In spite of being informed that La Torre identified as female, the company in question insisted for La Torre to use restroom and sleeping facilities at work based on the sex reflected in her birth certificate: male.

According to GANDA Filipinas, landmark judicial and legislative rulings around the world have already resolved that transgender people, or those who identify as a gender other than the one assigned to them at birth, should not suffer discrimination, harassment, abuse, bullying or any form of violence because of their gender identity.

In May 2012, Argentina approved its Gender Identity Law which states that “all persons have a right a) to the recognition of their gender identity; b) to the free development of their person according to their gender identity; c) and to be treated according to their gender identity.” A year later in May 2013, a Hong Kong transsexual woman’s right to marry according to her gender identity was upheld by the Court of Final Appeal. Just this month, the New York City Department of Education issued guidelines “intended to help schools ensure a safe learning environment free of discrimination and harassment, and to promote the education and social integration of transgender students.”

These developments show increasing recognition of the need to protect the civil, political, economic and sociocultural rights of transgender people who comprise the most marginalized members of society.

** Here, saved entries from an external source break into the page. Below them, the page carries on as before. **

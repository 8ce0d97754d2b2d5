use crate::config::SessionConfig;
use crate::error::SessionError;
use crate::messaging::{MessageBus, MessagePersistence};
use crate::negotiation::{NegotiationOrchestrator, NegotiationState};
use crate::room::{ConnectionStatus, PresenceTracker, Role, RoleResolver};
use crate::session::{Inbound, SessionCommand, SessionEvent};
use crate::signaling::SignalingChannel;
use crate::transport::TransportFactory;
use bytes::Bytes;
use duplex_core::{ChatMessage, MessageKind, PeerProfile, RoomDocument, RoomId, WireMessage};
use std::collections::BTreeSet;
use std::sync::Arc;
use tokio::sync::{broadcast, mpsc, oneshot, watch};
use tokio::task::JoinHandle;
use tracing::{debug, error, info, warn};

const COMMAND_CAPACITY: usize = 32;

/// External collaborators a session talks to.
#[derive(Clone)]
pub struct SessionBackends {
    pub signaling: Arc<dyn SignalingChannel>,
    pub transports: Arc<dyn TransportFactory>,
    pub persistence: Arc<dyn MessagePersistence>,
}

/// One open chat with a peer.
///
/// All signaling, presence and transport work runs on a single actor task;
/// this handle talks to it through commands and observes it through watch
/// channels and the [`SessionEvent`] stream.
pub struct ChatSession {
    local: PeerProfile,
    remote: PeerProfile,
    room_id: RoomId,
    commands: mpsc::Sender<SessionCommand>,
    events: broadcast::Sender<SessionEvent>,
    status: watch::Receiver<ConnectionStatus>,
    state: watch::Receiver<NegotiationState>,
    role: watch::Receiver<Option<Role>>,
    messages: watch::Receiver<Vec<ChatMessage>>,
    task: JoinHandle<()>,
}

impl ChatSession {
    /// Opens the chat and starts connecting. The returned receiver is
    /// subscribed before the actor starts, so it sees every event.
    pub fn open(
        config: SessionConfig,
        local: PeerProfile,
        remote: PeerProfile,
        backends: SessionBackends,
    ) -> (Self, broadcast::Receiver<SessionEvent>) {
        let (events, events_rx) = broadcast::channel(config.event_capacity.max(1));
        let (status_tx, status) = watch::channel(ConnectionStatus::default());
        let (state_tx, state) = watch::channel(NegotiationState::default());
        let (role_tx, role) = watch::channel(None);
        let (commands, commands_rx) = mpsc::channel(COMMAND_CAPACITY);
        let (inbox_tx, inbox_rx) = mpsc::unbounded_channel();

        let room_id = RoomId::for_peers(&local.id, &remote.id);
        let bus = MessageBus::new(
            local.clone(),
            remote.clone(),
            backends.persistence.clone(),
            events.clone(),
        );
        let messages = bus.subscribe();

        let orchestrator = NegotiationOrchestrator::new(
            local.id.clone(),
            backends.signaling.clone(),
            backends.transports.clone(),
            config.transport.clone(),
            inbox_tx.clone(),
            events.clone(),
            state_tx,
            role_tx,
        );

        let actor = SessionActor {
            presence: PresenceTracker::new(
                backends.signaling.clone(),
                local.id.clone(),
                remote.id.clone(),
            ),
            resolver: RoleResolver::new(backends.signaling.clone()),
            channel: backends.signaling,
            local: local.clone(),
            remote: remote.clone(),
            load_history: config.load_history,
            orchestrator,
            bus,
            events: events.clone(),
            status: status_tx,
            commands: commands_rx,
            inbox_tx,
            inbox: inbox_rx,
            room_id: None,
            generation: 0,
            room_feed: None,
        };
        let task = tokio::spawn(actor.run());

        let session = Self {
            local,
            remote,
            room_id,
            commands,
            events,
            status,
            state,
            role,
            messages,
            task,
        };
        (session, events_rx)
    }

    pub fn local(&self) -> &PeerProfile {
        &self.local
    }

    pub fn remote(&self) -> &PeerProfile {
        &self.remote
    }

    pub fn room_id(&self) -> &RoomId {
        &self.room_id
    }

    pub fn subscribe_events(&self) -> broadcast::Receiver<SessionEvent> {
        self.events.subscribe()
    }

    pub fn status(&self) -> watch::Receiver<ConnectionStatus> {
        self.status.clone()
    }

    pub fn state(&self) -> watch::Receiver<NegotiationState> {
        self.state.clone()
    }

    pub fn role(&self) -> watch::Receiver<Option<Role>> {
        self.role.clone()
    }

    pub fn messages(&self) -> Vec<ChatMessage> {
        self.messages.borrow().clone()
    }

    pub fn watch_messages(&self) -> watch::Receiver<Vec<ChatMessage>> {
        self.messages.clone()
    }

    /// Sends a text message. `Ok(None)` when there is no open data channel
    /// yet; the message is then not logged.
    pub async fn send_message(
        &self,
        body: impl Into<String>,
    ) -> Result<Option<ChatMessage>, SessionError> {
        self.send(MessageKind::Text, body).await
    }

    pub async fn send(
        &self,
        kind: MessageKind,
        body: impl Into<String>,
    ) -> Result<Option<ChatMessage>, SessionError> {
        let (reply, rx) = oneshot::channel();
        self.commands
            .send(SessionCommand::Send {
                kind,
                body: body.into(),
                reply,
            })
            .await
            .map_err(|_| SessionError::Closed)?;
        rx.await.map_err(|_| SessionError::Closed)?
    }

    /// Drops the current connection and renegotiates as caller.
    pub async fn reconnect(&self) -> Result<(), SessionError> {
        self.commands
            .send(SessionCommand::Reconnect)
            .await
            .map_err(|_| SessionError::Closed)
    }

    /// Leaves the room, closes the transport and waits for the session to stop.
    pub async fn close(self) {
        let (reply, rx) = oneshot::channel();
        if self.commands.send(SessionCommand::Close { reply }).await.is_ok() {
            let _ = rx.await;
        }
        if let Err(e) = self.task.await {
            error!("Session task for {} failed: {}", self.room_id, e);
        }
    }
}

struct SessionActor {
    local: PeerProfile,
    remote: PeerProfile,
    load_history: bool,
    channel: Arc<dyn SignalingChannel>,
    resolver: RoleResolver,
    presence: PresenceTracker,
    orchestrator: NegotiationOrchestrator,
    bus: MessageBus,
    events: broadcast::Sender<SessionEvent>,
    status: watch::Sender<ConnectionStatus>,
    commands: mpsc::Receiver<SessionCommand>,
    inbox_tx: mpsc::UnboundedSender<Inbound>,
    inbox: mpsc::UnboundedReceiver<Inbound>,
    room_id: Option<RoomId>,
    generation: u64,
    room_feed: Option<JoinHandle<()>>,
}

impl SessionActor {
    async fn run(mut self) {
        info!("Session {} -> {} started", self.local.id, self.remote.id);

        if self.load_history
            && let Err(e) = self.bus.load_history().await
        {
            warn!("Failed to load history of {}: {}", self.bus.key(), e);
        }
        self.open_room(false).await;

        loop {
            tokio::select! {
                cmd = self.commands.recv() => {
                    match cmd {
                        Some(SessionCommand::Send { kind, body, reply }) => {
                            let _ = reply.send(self.send(kind, body).await);
                        }
                        Some(SessionCommand::Reconnect) => self.renegotiate().await,
                        Some(SessionCommand::Close { reply }) => {
                            self.teardown().await;
                            let _ = reply.send(());
                            break;
                        }
                        None => {
                            info!("Session handle dropped, closing");
                            self.teardown().await;
                            break;
                        }
                    }
                }

                Some(inbound) = self.inbox.recv() => self.handle_inbound(inbound).await,
            }
        }

        info!("Session {} -> {} finished", self.local.id, self.remote.id);
    }

    fn report(&self, result: Result<(), SessionError>) {
        if let Err(e) = result {
            warn!("Session {} -> {}: {}", self.local.id, self.remote.id, e);
            let _ = self.events.send(SessionEvent::Error(e));
        }
    }

    /// Resolves a role, joins the room and starts negotiating. Restarts after
    /// a peer departure always take the caller role.
    async fn open_room(&mut self, restart: bool) {
        let result = self.try_open_room(restart).await;
        self.report(result);
    }

    async fn try_open_room(&mut self, restart: bool) -> Result<(), SessionError> {
        self.orchestrator.set_state(NegotiationState::RoleResolving);
        let assignment = if restart {
            self.resolver
                .claim_caller(&self.local.id, &self.remote.id)
                .await?
        } else {
            self.resolver.resolve(&self.local.id, &self.remote.id).await?
        };
        let room_id = assignment.room_id;
        self.room_id = Some(room_id.clone());

        self.presence.reset();
        self.presence.join(&room_id).await?;
        self.subscribe_room(&room_id).await?;

        self.orchestrator.begin(room_id, assignment.role).await
    }

    async fn subscribe_room(&mut self, room_id: &RoomId) -> Result<(), SessionError> {
        self.stop_room_feed();
        self.generation += 1;
        let generation = self.generation;

        let mut feed = self.channel.subscribe(room_id).await?;
        let inbox = self.inbox_tx.clone();
        self.room_feed = Some(tokio::spawn(async move {
            while let Some(doc) = feed.recv().await {
                if inbox.send(Inbound::Room { generation, doc }).is_err() {
                    break;
                }
            }
        }));
        Ok(())
    }

    fn stop_room_feed(&mut self) {
        if let Some(feed) = self.room_feed.take() {
            feed.abort();
        }
        self.generation += 1;
    }

    async fn handle_inbound(&mut self, inbound: Inbound) {
        match inbound {
            Inbound::Room { generation, doc } => {
                if generation != self.generation {
                    return;
                }
                self.on_room_changed(doc).await;
            }
            Inbound::RemoteCandidate { epoch, record } => {
                let result = self.orchestrator.on_remote_candidate(epoch, record).await;
                self.report(result);
            }
            Inbound::Transport { epoch, event } => {
                match self.orchestrator.on_transport_event(epoch, event).await {
                    Ok(Some(data)) => self.receive(data),
                    Ok(None) => {}
                    Err(e) => self.report(Err(e)),
                }
            }
        }
    }

    async fn on_room_changed(&mut self, doc: Option<RoomDocument>) {
        let empty = BTreeSet::new();
        let joined = doc.as_ref().map_or(&empty, |d| &d.joined_users);
        let update = self.presence.observe(joined);
        self.set_status(update.status);

        if update.renegotiate {
            info!("{} left room, renegotiating", self.remote.id);
            self.renegotiate().await;
            return;
        }

        let result = self.orchestrator.on_room_changed(doc.as_ref()).await;
        self.report(result);
    }

    async fn send(
        &mut self,
        kind: MessageKind,
        body: String,
    ) -> Result<Option<ChatMessage>, SessionError> {
        let message =
            ChatMessage::new(&self.local.id, self.local.id.clone(), &self.local.name, body)
                .with_kind(kind);
        let payload = message
            .to_wire()
            .encode()
            .map_err(|e| SessionError::Encode(e.to_string()))?;

        if !self.orchestrator.send(Bytes::from(payload)).await {
            debug!("No open data channel to {}, message not sent", self.remote.id);
            return Ok(None);
        }
        self.bus.append(message.clone());
        Ok(Some(message))
    }

    fn receive(&mut self, data: Bytes) {
        let wire = WireMessage::decode(&data, &self.remote.name);
        let message = ChatMessage::from_wire(&self.local.id, self.remote.id.clone(), wire);
        debug!("{} received message {}", self.local.id, message.id);
        self.bus.append(message);
    }

    async fn leave_room(&mut self) {
        self.stop_room_feed();
        let Some(room_id) = self.room_id.take() else {
            return;
        };
        if let Err(e) = self.presence.leave(&room_id).await {
            debug!("Ignoring failed leave of {}: {}", room_id, e);
        }
    }

    async fn renegotiate(&mut self) {
        let _ = self.events.send(SessionEvent::Renegotiating);
        self.orchestrator.reset_for_renegotiation().await;
        self.leave_room().await;
        self.set_status(ConnectionStatus::Connecting);
        self.open_room(true).await;
    }

    fn set_status(&self, next: ConnectionStatus) {
        if self.status.send_replace(next) != next {
            info!("{} sees {} as {:?}", self.local.id, self.remote.id, next);
            let _ = self.events.send(SessionEvent::StatusChanged(next));
        }
    }

    async fn teardown(&mut self) {
        self.orchestrator.shutdown().await;
        self.leave_room().await;
        self.set_status(ConnectionStatus::Connecting);
        self.bus.close().await;
        let _ = self.events.send(SessionEvent::Closed);
        info!("Session {} -> {} closed", self.local.id, self.remote.id);
    }
}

Research has shown that transgender communities around the world suffer from disproportionate rates of unemployment, harassment, suicide and physical violence. The insistence of La Torre’s employer for her to use male facilities in the workplace is a form of violence against her person.

In view of La Torre’s case, the members of GANDA Filipinas call for the immediate passage in Congress of House Bill 110 or the Anti-Discrimination Bill of 2014, which penalizes discrimination based on sexual orientation and gender identity and expression (SOGIE) and other status; the passage of a Gender Recognition Law in the Philippines that will recognize transgender Filipinos as people under the law in the gender they identify as; all businesses in the Philippines to adopt a clear human rights policy that recognizes their employees’ right to gender self-determination; and the amendment of the 2002 anti-discrimination ordinance in Quezon City to expand protections based on gender identity and expression and other status.